UNIVERSITY PARK, Pa. — A project aimed at helping prepare undergraduate students to serve as future agricultural educators has received $750,000 in renewed funding from the U.S. Department of Agriculture’s National Institute of Food and Agriculture.
The project — known as the Global Orientation to Agricultural Learning, or GOALs, program — is a collaboration among Penn State, the University of Idaho and 1890 land-grant institutions that gives undergraduate students a chance to have real life experiences in formal teaching settings.
GOALs is an initiative of the Global Teach Ag Network (GTAN), an organization cofounded by Penn State College of Agricultural Sciences professors Daniel Foster and Melanie Miller Foster to empower educators to connect students to global issues in food, fiber and natural resources.
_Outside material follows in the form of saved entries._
//! Ranked snapshot and the cell that holds the latest one.

use std::collections::BTreeMap;
use std::fmt;
use std::sync::{Arc, RwLock};

use chrono::{DateTime, FixedOffset};

use crate::domain::instrument::Instrument;
use crate::domain::scorer::{Direction, TmvScore};
use crate::domain::timeframe::Timeframe;

/// Agreement of per-timeframe directions.
#[derive(Debug, Clone, Copy, PartialEq, Eq)]
pub enum Alignment {
    Bullish,
    Bearish,
    Mixed,
}

impl fmt::Display for Alignment {
    fn fmt(&self, f: &mut fmt::Formatter<'_>) -> fmt::Result {
        f.pad(match self {
            Alignment::Bullish => "Bullish",
            Alignment::Bearish => "Bearish",
            Alignment::Mixed => "Mixed",
        })
    }
}

#[derive(Debug, Clone, PartialEq)]
pub struct RankedRow {
    pub instrument: Instrument,
    /// Per-timeframe scores in canonical timeframe order.
    pub scores: BTreeMap<Timeframe, TmvScore>,
    pub composite: f64,
    /// 1-based, unique within a snapshot.
    pub rank: usize,
    pub direction: Direction,
    pub alignment: Alignment,
}

/// All rows of one refresh, ordered by rank.
#[derive(Debug, Clone, PartialEq)]
pub struct RankedSnapshot {
    pub as_of: DateTime<FixedOffset>,
    pub timeframes: Vec<Timeframe>,
    pub rows: Vec<RankedRow>,
}

impl RankedSnapshot {
    pub fn row(&self, symbol: &str) -> Option<&RankedRow> {
        self.rows.iter().find(|r| r.instrument.symbol() == symbol)
    }
}

/// Holds the most recently published snapshot. Readers get an `Arc` to a
/// complete snapshot; a store replaces it in one step.
#[derive(Debug, Default)]
pub struct SnapshotCell {
    inner: RwLock<Option<Arc<RankedSnapshot>>>,
}

impl SnapshotCell {
    pub fn new() -> Self {
        Self::default()
    }

    pub fn load(&self) -> Option<Arc<RankedSnapshot>> {
        let guard = self.inner.read().unwrap_or_else(|e| e.into_inner());
        guard.clone()
    }

    pub fn store(&self, snapshot: RankedSnapshot) -> Arc<RankedSnapshot> {
        let snapshot = Arc::new(snapshot);
        let mut guard = self.inner.write().unwrap_or_else(|e| e.into_inner());
        *guard = Some(Arc::clone(&snapshot));
        snapshot
    }
}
“We founded the Global Teach Ag Network to address the growing challenges of food insecurity by connecting educators globally to do our part in building a stronger, more innovative agricultural education system,” said Miller Foster, associate teaching professor of international agriculture. “Pre-service agricultural educators need to experience diverse agricultural contexts to understand the complexities of global food security.”
She added that by immersing students in different cultural, environmental and economic settings, they have the opportunity to deepen their knowledge of the issue of food insecurity and to develop the teaching skills necessary to prepare their future students for the challenges of our global agricultural system.
Daniel Foster, associate professor of agricultural and extension education, emphasized the cascading impact teachers have on society.
“Educators have capacity for influencing positive change through their communities, one student and one class at time,” he said. “Investing in the development of educators truly provides opportunity for generational transformative change as we collectively work to address the 17 U.N. Sustainable Development Goals that frame the critical issues of our society.”
Mia Sullivan, lead instructor for GOALs, expressed the need for globally aware educators, citing a teacher shortage across the U.S. but also specifically in agriculture.
“Agriculture is such an important field here in Pennsylvania and across the country, so the fact that we have a gap there is alarming,” said Sullivan, a doctoral candidate in education, development and community engagement, with a dual title in international agricultural development. “We're expected to feed upwards of 10 billion people by the year 2050, with less land than we had accessible 50 years ago. And only 2% of the U.S. population is in production agriculture, like farming. So, with those types of numbers, we need to have people interested in being in the agricultural field, especially people to be the teachers of that.”